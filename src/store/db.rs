use std::path::Path;

use buildmgr_common::{ActiveProcessRecord, Artifact, BuildRecord, BuildState, BuildStatus, LaunchDescriptor};
use chrono::{DateTime, SecondsFormat, Timelike, Utc};
use rusqlite::{Connection, OptionalExtension, params};

use crate::errors::StoreError;

/// Synchronous SQLite access. Wrapped by [`super::Store`], which owns the
/// locking and the cache.
pub struct BuildDb {
    conn: Connection,
}

struct BuildRow {
    id: String,
    status: i64,
    result: Option<String>,
    starting: Option<String>,
    created_time: String,
}

impl BuildRow {
    fn into_record(self) -> Result<BuildRecord, StoreError> {
        let corrupt = |message: String| StoreError::Corrupt {
            id: self.id.clone(),
            message,
        };

        let status = BuildStatus::from_code(self.status)
            .ok_or_else(|| corrupt(format!("unknown status code {}", self.status)))?;

        let starting: Option<LaunchDescriptor> = self
            .starting
            .as_deref()
            .map(serde_json::from_str)
            .transpose()
            .map_err(|e| corrupt(format!("bad starting descriptor: {}", e)))?;
        let result: Option<serde_json::Value> = self
            .result
            .as_deref()
            .map(serde_json::from_str)
            .transpose()
            .map_err(|e| corrupt(format!("bad result payload: {}", e)))?;

        let artifact = match (starting, result) {
            (Some(starting), result) => Some(Artifact { starting, result }),
            (None, None) => None,
            (None, Some(_)) => return Err(corrupt("result without starting descriptor".into())),
        };
        let state = BuildState::from_parts(status, artifact).map_err(|e| corrupt(e.to_string()))?;

        let created_time = parse_time(&self.created_time).map_err(corrupt)?;

        Ok(BuildRecord {
            id: self.id,
            state,
            created_time,
        })
    }
}

fn format_time(time: &DateTime<Utc>) -> String {
    time.to_rfc3339_opts(SecondsFormat::Micros, true)
}

/// Current time truncated to what the durable encoding keeps.
fn now() -> DateTime<Utc> {
    let t = Utc::now();
    t.with_nanosecond(t.nanosecond() / 1_000 * 1_000).unwrap_or(t)
}

fn parse_time(raw: &str) -> Result<DateTime<Utc>, String> {
    DateTime::parse_from_rfc3339(raw)
        .map(|t| t.with_timezone(&Utc))
        .map_err(|e| format!("bad timestamp '{}': {}", raw, e))
}

const BUILD_COLUMNS: &str = "id, status, result, starting, created_time";

fn read_build_row(row: &rusqlite::Row<'_>) -> rusqlite::Result<BuildRow> {
    Ok(BuildRow {
        id: row.get(0)?,
        status: row.get(1)?,
        result: row.get(2)?,
        starting: row.get(3)?,
        created_time: row.get(4)?,
    })
}

impl BuildDb {
    /// Open (or create) a SQLite database at the given path and run migrations.
    pub fn new(path: &Path) -> Result<Self, StoreError> {
        let conn = Connection::open(path)?;
        let db = Self { conn };
        db.run_migrations()?;
        Ok(db)
    }

    /// Create an in-memory SQLite database (for testing).
    pub fn new_in_memory() -> Result<Self, StoreError> {
        let conn = Connection::open_in_memory()?;
        let db = Self { conn };
        db.run_migrations()?;
        Ok(db)
    }

    fn run_migrations(&self) -> Result<(), StoreError> {
        self.conn.execute_batch(
            "
            CREATE TABLE IF NOT EXISTS builds (
                id TEXT PRIMARY KEY,
                status INTEGER NOT NULL,
                result TEXT,
                starting TEXT,
                created_time TEXT NOT NULL
            );

            CREATE TABLE IF NOT EXISTS process (
                id TEXT PRIMARY KEY,
                created_time TEXT NOT NULL
            );

            CREATE INDEX IF NOT EXISTS idx_builds_created ON builds(created_time);
            ",
        )?;
        Ok(())
    }

    // ── Build records ─────────────────────────────────────────────────

    pub fn insert_build(&self, id: &str) -> Result<BuildRecord, StoreError> {
        let record = BuildRecord {
            id: id.to_string(),
            state: BuildState::Enqueued,
            created_time: now(),
        };
        let inserted = self.conn.execute(
            "INSERT OR IGNORE INTO builds (id, status, result, starting, created_time)
             VALUES (?1, ?2, NULL, NULL, ?3)",
            params![id, record.status().code(), format_time(&record.created_time)],
        )?;
        if inserted == 0 {
            return Err(StoreError::Collision { id: id.to_string() });
        }
        Ok(record)
    }

    pub fn load_build(&self, id: &str) -> Result<Option<BuildRecord>, StoreError> {
        let row = self
            .conn
            .query_row(
                &format!("SELECT {} FROM builds WHERE id = ?1", BUILD_COLUMNS),
                params![id],
                read_build_row,
            )
            .optional()?;
        row.map(BuildRow::into_record).transpose()
    }

    /// Persist status and artifact. `created_time` is never rewritten.
    pub fn write_build(&self, record: &BuildRecord) -> Result<(), StoreError> {
        let encode = |value: Result<String, serde_json::Error>| {
            value.map_err(|e| StoreError::Corrupt {
                id: record.id.clone(),
                message: e.to_string(),
            })
        };
        let (starting, result) = match record.state.artifact() {
            Some(artifact) => (
                Some(encode(serde_json::to_string(&artifact.starting))?),
                artifact
                    .result
                    .as_ref()
                    .map(|r| encode(serde_json::to_string(r)))
                    .transpose()?,
            ),
            None => (None, None),
        };

        let updated = self.conn.execute(
            "UPDATE builds SET status = ?1, result = ?2, starting = ?3 WHERE id = ?4",
            params![record.status().code(), result, starting, record.id],
        )?;
        if updated == 0 {
            return Err(StoreError::NotFound { id: record.id.clone() });
        }
        Ok(())
    }

    /// Most recent first.
    pub fn list_builds(&self, limit: usize, offset: usize) -> Result<Vec<BuildRecord>, StoreError> {
        let mut stmt = self.conn.prepare(&format!(
            "SELECT {} FROM builds ORDER BY created_time DESC, rowid DESC LIMIT ?1 OFFSET ?2",
            BUILD_COLUMNS
        ))?;
        let rows = stmt.query_map(params![limit as i64, offset as i64], read_build_row)?;
        let mut records = Vec::new();
        for row in rows {
            records.push(row?.into_record()?);
        }
        Ok(records)
    }

    // ── Active process ────────────────────────────────────────────────

    pub fn get_process(&self) -> Result<Option<ActiveProcessRecord>, StoreError> {
        let row: Option<(String, String)> = self
            .conn
            .query_row("SELECT id, created_time FROM process LIMIT 1", [], |row| {
                Ok((row.get(0)?, row.get(1)?))
            })
            .optional()?;
        row.map(|(id, created)| {
            let created_time = parse_time(&created).map_err(|message| StoreError::Corrupt {
                id: id.clone(),
                message,
            })?;
            Ok(ActiveProcessRecord { id, created_time })
        })
        .transpose()
    }

    pub fn create_process(&self, id: &str) -> Result<ActiveProcessRecord, StoreError> {
        let record = ActiveProcessRecord {
            id: id.to_string(),
            created_time: now(),
        };
        self.conn.execute(
            "INSERT OR REPLACE INTO process (id, created_time) VALUES (?1, ?2)",
            params![record.id, format_time(&record.created_time)],
        )?;
        Ok(record)
    }

    pub fn delete_process(&self, id: &str) -> Result<(), StoreError> {
        self.conn
            .execute("DELETE FROM process WHERE id = ?1", params![id])?;
        Ok(())
    }

    #[cfg(test)]
    pub(crate) fn raw_set_status_code(&self, id: &str, code: i64) -> Result<(), StoreError> {
        self.conn
            .execute("UPDATE builds SET status = ?1 WHERE id = ?2", params![code, id])?;
        Ok(())
    }
}

#[cfg(test)]
mod tests {
    use super::*;

    #[test]
    fn test_create_tables() -> Result<(), StoreError> {
        let db = BuildDb::new_in_memory()?;
        let count: i64 = db.conn.query_row(
            "SELECT COUNT(*) FROM sqlite_master WHERE type='table' AND name IN ('builds', 'process')",
            [],
            |row| row.get(0),
        )?;
        assert_eq!(count, 2);
        Ok(())
    }

    #[test]
    fn test_insert_and_collision() -> Result<(), StoreError> {
        let db = BuildDb::new_in_memory()?;
        let record = db.insert_build("0badf00d")?;
        assert_eq!(record.status(), BuildStatus::Enqueued);

        let err = db.insert_build("0badf00d").unwrap_err();
        assert!(matches!(err, StoreError::Collision { .. }));
        Ok(())
    }

    #[test]
    fn test_artifact_round_trip() -> Result<(), StoreError> {
        let db = BuildDb::new_in_memory()?;
        let mut record = db.insert_build("abc12345")?;
        record.state = BuildState::Built(Artifact {
            starting: LaunchDescriptor {
                script: "dist/server.js".into(),
                interpreter: Some("node".into()),
                args: Some(vec!["--port".into(), "8080".into()]),
            },
            result: Some(serde_json::json!({"version": "1.2.3", "files": [1, 2]})),
        });
        db.write_build(&record)?;

        let loaded = db.load_build("abc12345")?.expect("record");
        assert_eq!(loaded.state, record.state);
        assert_eq!(loaded.created_time, record.created_time);
        Ok(())
    }

    #[test]
    fn test_unknown_status_code_is_corruption() -> Result<(), StoreError> {
        let db = BuildDb::new_in_memory()?;
        db.insert_build("feedface")?;
        db.raw_set_status_code("feedface", 42)?;

        let err = db.load_build("feedface").unwrap_err();
        assert!(matches!(err, StoreError::Corrupt { .. }));
        assert!(err.to_string().contains("42"));
        Ok(())
    }

    #[test]
    fn test_list_is_most_recent_first() -> Result<(), StoreError> {
        let db = BuildDb::new_in_memory()?;
        for id in ["00000001", "00000002", "00000003"] {
            db.insert_build(id)?;
        }
        let page = db.list_builds(2, 0)?;
        assert_eq!(page.len(), 2);
        assert_eq!(page[0].id, "00000003");
        assert_eq!(page[1].id, "00000002");

        let rest = db.list_builds(2, 2)?;
        assert_eq!(rest.len(), 1);
        assert_eq!(rest[0].id, "00000001");
        Ok(())
    }

    #[test]
    fn test_process_singleton() -> Result<(), StoreError> {
        let db = BuildDb::new_in_memory()?;
        assert!(db.get_process()?.is_none());

        db.create_process("aaaa1111")?;
        assert_eq!(db.get_process()?.unwrap().id, "aaaa1111");

        db.delete_process("aaaa1111")?;
        assert!(db.get_process()?.is_none());
        Ok(())
    }
}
----
### What to produce
Your answer must be a copy of every line in the data above that holds the string "SecondsFormat".

### Completed task
use chrono::{DateTime, SecondsFormat, Timelike, Utc};
    time.to_rfc3339_opts(SecondsFormat::Micros, true)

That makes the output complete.